Apple evaluiere eine Technik, die unsichtbare Laserstrahlen aussendet. Dabei wird mit Sensoren auch die Reflexion erfasst und mittels Laufzeitberechnung lässt sich so messen, wie weit einzelne Punkte im Raum voneinander entfernt liegen. So kann der genaue Abstand eines Objekts zum Sensor bestimmt werden.

Das Truedepth-System soll auch in Zukunft beibehalten werden, sodass künftige iPhones sowohl über 3D-Scanfunktionen auf der Vorderseite als auch auf der Rückseite verfügen werden, wenn die Informationen korrekt sind. Apple hat Gespräche mit potenziellen Anbietern des neuen Systems aufgenommen, heißt es in dem Bericht, der Infineon, Sony, STMicroelectronics und Panasonic aufzählt.

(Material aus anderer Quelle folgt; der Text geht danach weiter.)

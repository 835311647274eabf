//! Configuration type definitions
//!
//! Validated configuration held by the runtime. The file format is owned by
//! the runtime; it hands raw values to [`super::validate`].

use heapless::String;

use crate::bridge::DEFAULT_WATCHDOG_BUDGET;
use crate::status::StatusList;
use crate::traits::SSID_CAPACITY;

#[cfg(feature = "serde")]
use serde::{Deserialize, Serialize};

/// Maximum Wi-Fi passphrase length
pub const PASSWORD_CAPACITY: usize = 64;

/// Maximum API token length
pub const TOKEN_CAPACITY: usize = 128;

/// Maximum timezone identifier length
pub const TIMEZONE_CAPACITY: usize = 64;

/// Wi-Fi credentials
#[derive(Debug, Clone, Default, PartialEq, Eq)]
pub struct WifiCredentials {
    pub ssid: String<SSID_CAPACITY>,
    pub password: String<PASSWORD_CAPACITY>,
}

/// Runtime tuning knobs
///
/// Every field has a default, so the whole table is optional.
#[derive(Debug, Clone, Copy, PartialEq, Eq)]
#[cfg_attr(feature = "defmt", derive(defmt::Format))]
#[cfg_attr(feature = "serde", derive(Serialize, Deserialize))]
#[cfg_attr(feature = "serde", serde(default))]
pub struct RuntimeTuning {
    /// Worker iterations allowed per scheduler heartbeat
    pub watchdog_budget: u32,
    /// Worker sleep between iterations (ms)
    pub worker_sleep_ms: u32,
    /// Remote status fetch cadence (seconds)
    pub fetch_interval_s: u32,
    /// Idle time before the screen turns off (minutes)
    pub screen_off_minutes: u32,
    /// Log debug telemetry every few seconds
    pub telemetry: bool,
}

impl Default for RuntimeTuning {
    fn default() -> Self {
        Self {
            watchdog_budget: DEFAULT_WATCHDOG_BUDGET,
            worker_sleep_ms: 100,
            fetch_interval_s: 60,
            screen_off_minutes: 60,
            telemetry: true,
        }
    }
}

impl RuntimeTuning {
    pub fn fetch_interval_ms(&self) -> u32 {
        self.fetch_interval_s.saturating_mul(1000)
    }

    pub fn screen_off_ms(&self) -> u32 {
        self.screen_off_minutes.saturating_mul(60_000)
    }
}

/// Complete validated configuration
#[derive(Debug, Clone)]
pub struct AppConfig {
    pub wifi: WifiCredentials,
    /// Remote service API token
    pub token: String<TOKEN_CAPACITY>,
    /// Timezone identifier, interpreted by the wall clock
    pub timezone: String<TIMEZONE_CAPACITY>,
    /// Status presets, never empty
    pub statuses: StatusList,
    pub runtime: RuntimeTuning,
}
//! Top and bottom status lines

use core::fmt::Write;

use heapless::String;
use statusknob_hal::ClockTime;

use crate::status::{truncated, STATUS_CAPACITY};

/// Capacity of the name shown on the top line
pub const TOP_NAME_CAPACITY: usize = 48;

/// Capacity of the formatted clock text
pub const CLOCK_TEXT_CAPACITY: usize = 16;

const WEEKDAYS: [&str; 7] = ["Sun", "Mon", "Tue", "Wed", "Thu", "Fri", "Sat"];

/// Network link state shown on the bottom line
#[derive(Debug, Clone, Copy, PartialEq, Eq, Default)]
#[cfg_attr(feature = "defmt", derive(defmt::Format))]
pub enum LinkState {
    Error,
    #[default]
    NotConnected,
    Connecting,
    Connected,
}

impl LinkState {
    pub fn is_connected(&self) -> bool {
        matches!(self, LinkState::Connected)
    }
}

/// Coarse signal strength bucket
#[derive(Debug, Clone, Copy, PartialEq, Eq, Default)]
#[cfg_attr(feature = "defmt", derive(defmt::Format))]
pub enum SignalStrength {
    Weak,
    Medium,
    #[default]
    Strong,
}

impl SignalStrength {
    /// Bucket a received signal strength in dBm
    pub fn from_rssi(rssi_dbm: i8) -> Self {
        if rssi_dbm < -75 {
            SignalStrength::Weak
        } else if rssi_dbm < -60 {
            SignalStrength::Medium
        } else {
            SignalStrength::Strong
        }
    }
}

/// Top line: whose status, and what it is
#[derive(Debug, Clone, PartialEq, Eq, Default)]
#[cfg_attr(feature = "defmt", derive(defmt::Format))]
pub struct TopStatus {
    name: String<TOP_NAME_CAPACITY>,
    status: Option<String<STATUS_CAPACITY>>,
}

impl TopStatus {
    /// Build a top line, trimming whitespace and truncating to capacity
    pub fn new(name: &str, status: Option<&str>) -> Self {
        Self {
            name: truncated(name.trim()),
            status: status.map(|s| truncated(s.trim())),
        }
    }

    /// A top line with only a name, used for progress and error text
    pub fn message(text: &str) -> Self {
        Self::new(text, None)
    }

    pub fn name(&self) -> &str {
        self.name.as_str()
    }

    pub fn status(&self) -> Option<&str> {
        self.status.as_ref().map(|s| s.as_str())
    }
}

/// Bottom line: link, signal and clock
#[derive(Debug, Clone, PartialEq, Eq, Default)]
#[cfg_attr(feature = "defmt", derive(defmt::Format))]
pub struct BottomStatus {
    pub link: LinkState,
    pub signal: SignalStrength,
    pub clock: String<CLOCK_TEXT_CAPACITY>,
}

impl BottomStatus {
    pub fn new(link: LinkState, signal: SignalStrength, time: ClockTime) -> Self {
        Self {
            link,
            signal,
            clock: format_clock(time),
        }
    }
}

/// Format local time as `Www h:mm:ss` on a 12-hour clock
pub fn format_clock(time: ClockTime) -> String<CLOCK_TEXT_CAPACITY> {
    let weekday = WEEKDAYS.get(usize::from(time.weekday)).copied().unwrap_or("???");
    let hour = match time.hour % 12 {
        0 => 12,
        h => h,
    };

    let mut out = String::new();
    // Longest output is 12 bytes
    let _ = write!(out, "{} {}:{:02}:{:02}", weekday, hour, time.minute, time.second);
    out
}
//! Remote status service trait
//!
//! Both calls block. They are only ever made from the remote worker thread.

use core::fmt::Write;

use heapless::String;

use crate::state::TopStatus;
use crate::status::{truncated, OutboundStatus, EMOJI_CAPACITY, STATUS_CAPACITY};

/// Capacity of error text carried by [`RemoteError`]
pub const ERROR_TEXT_CAPACITY: usize = 64;

/// Capacity of the profile display name
pub const DISPLAY_NAME_CAPACITY: usize = 64;

/// Remote call failure
#[derive(Debug, Clone, PartialEq, Eq)]
#[cfg_attr(feature = "defmt", derive(defmt::Format))]
pub enum RemoteError {
    /// Non-success HTTP status
    Http(u16),
    /// The service answered with an error
    Api(String<ERROR_TEXT_CAPACITY>),
    /// Connection or decoding failure
    Transport(String<ERROR_TEXT_CAPACITY>),
}

impl RemoteError {
    pub fn api(text: &str) -> Self {
        RemoteError::Api(truncated(text))
    }

    pub fn transport(text: &str) -> Self {
        RemoteError::Transport(truncated(text))
    }

    /// Top line shown for this failure
    pub fn to_top_status(&self) -> TopStatus {
        match self {
            RemoteError::Http(code) => {
                let mut text: String<16> = String::new();
                let _ = write!(text, "HTTP[{}]", code);
                TopStatus::message(&text)
            }
            RemoteError::Api(text) | RemoteError::Transport(text) => TopStatus::message(text),
        }
    }
}

impl core::fmt::Display for RemoteError {
    fn fmt(&self, f: &mut core::fmt::Formatter<'_>) -> core::fmt::Result {
        match self {
            RemoteError::Http(code) => write!(f, "HTTP[{}]", code),
            RemoteError::Api(text) => write!(f, "api error: {}", text),
            RemoteError::Transport(text) => write!(f, "transport error: {}", text),
        }
    }
}

/// The user's current status as reported by the service
#[derive(Debug, Clone, PartialEq, Eq, Default)]
#[cfg_attr(feature = "defmt", derive(defmt::Format))]
pub struct RemoteProfile {
    pub display_name: String<DISPLAY_NAME_CAPACITY>,
    pub status_text: String<STATUS_CAPACITY>,
    pub status_emoji: String<EMOJI_CAPACITY>,
}

impl RemoteProfile {
    pub fn new(display_name: &str, status_text: &str, status_emoji: &str) -> Self {
        Self {
            display_name: truncated(display_name),
            status_text: truncated(status_text),
            status_emoji: truncated(status_emoji),
        }
    }

    /// Top line: first word of the display name and the status text
    pub fn to_top_status(&self) -> TopStatus {
        let first_name = self.display_name.split_whitespace().next().unwrap_or("");
        let status = Some(self.status_text.as_str()).filter(|s| !s.trim().is_empty());
        TopStatus::new(first_name, status)
    }
}

/// Remote status service client
pub trait RemoteStatusClient {
    /// Fetch the user's current status
    fn fetch_current_status(&mut self) -> Result<RemoteProfile, RemoteError>;

    /// Set the user's status
    fn send_status(&mut self, status: &OutboundStatus) -> Result<(), RemoteError>;
}

impl<T: RemoteStatusClient + ?Sized> RemoteStatusClient for &mut T {
    fn fetch_current_status(&mut self) -> Result<RemoteProfile, RemoteError> {
        (**self).fetch_current_status()
    }

    fn send_status(&mut self, status: &OutboundStatus) -> Result<(), RemoteError> {
        (**self).send_status(status)
    }
}

#[cfg(test)]
mod tests {
    use super::*;

    #[test]
    fn test_profile_top_line_uses_first_name() {
        let profile = RemoteProfile::new("Ada Lovelace", "Computing", ":abacus:");
        let top = profile.to_top_status();
        assert_eq!(top.name(), "Ada");
        assert_eq!(top.status(), Some("Computing"));
    }

    #[test]
    fn test_profile_without_status() {
        let profile = RemoteProfile::new("Ada", "", "");
        assert_eq!(profile.to_top_status().status(), None);
    }

    #[test]
    fn test_error_top_lines() {
        assert_eq!(RemoteError::Http(429).to_top_status().name(), "HTTP[429]");
        assert_eq!(
            RemoteError::api("invalid_auth").to_top_status().name(),
            "invalid_auth"
        );
        assert_eq!(
            RemoteError::transport("connection reset").to_top_status().name(),
            "connection reset"
        );
    }
}
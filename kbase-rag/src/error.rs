//! Error types for the `kbase-rag` crate.

use thiserror::Error;

/// Errors that can occur while loading, indexing, or answering.
///
/// Only [`RagError::ConfigError`] is fatal to a session; every other variant
/// is scoped to the single ingest or ask operation that produced it.
#[derive(Debug, Error)]
pub enum RagError {
    /// A configuration validation error, including a missing model credential.
    #[error("Configuration error: {0}")]
    ConfigError(String),

    /// The file extension is not one of the supported document types.
    #[error("Unsupported file type: {name}")]
    UnsupportedType {
        /// The file name that was rejected.
        name: String,
    },

    /// A file could not be read from disk.
    #[error("Read error ({path}): {message}")]
    ReadError {
        /// The path that was requested.
        path: String,
        /// A description of the failure.
        message: String,
    },

    /// The document bytes could not be decoded as text.
    #[error("Decode error ({source_name}): {message}")]
    DecodeError {
        /// The file name of the document.
        source_name: String,
        /// A description of the failure.
        message: String,
    },

    /// A binary document (PDF, Word) could not be parsed.
    #[error("Parse error ({source_name}): {message}")]
    ParseError {
        /// The file name of the document.
        source_name: String,
        /// A description of the failure.
        message: String,
    },

    /// A web page could not be fetched.
    #[error("Fetch error ({url}): {message}")]
    FetchError {
        /// The requested URL.
        url: String,
        /// A description of the failure.
        message: String,
    },

    /// An error occurred during embedding generation.
    #[error("Embedding error ({provider}): {message}")]
    EmbeddingError {
        /// The embedding provider that produced the error.
        provider: String,
        /// A description of the failure.
        message: String,
    },

    /// An error occurred in the vector store backend.
    #[error("Vector store error ({backend}): {message}")]
    VectorStoreError {
        /// The vector store backend that produced the error.
        backend: String,
        /// A description of the failure.
        message: String,
    },

    /// The language model call failed or timed out.
    #[error("Model error ({model}): {message}")]
    UpstreamError {
        /// The model that was queried.
        model: String,
        /// A description of the failure.
        message: String,
    },
}

impl RagError {
    /// Whether this error must halt the whole session rather than a single operation.
    pub fn is_fatal(&self) -> bool {
        matches!(self, RagError::ConfigError(_))
    }
}

/// A convenience result type for RAG operations.
pub type Result<T> = std::result::Result<T, RagError>;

Apple-Chef Tim Cook erwähnte mehrfach, dass er Augmented-Reality-Anwendungen ein großes Potenzial für die Zukunft beimesse. Apple hat in iOS 11 bereits einen Schritt in Richtung AR unternommen und die Programmierschnittstelle ARKit vorgestellt, die es Entwicklern erleichtert, Apps für AR-Anwendungen zu erstellen. Die aktuelle Technik ist geeignet, flache Oberflächen zu identifizieren und virtuelle Objekte darauf zu platzieren, scheitert jedoch oft an vertikalen Ebenen.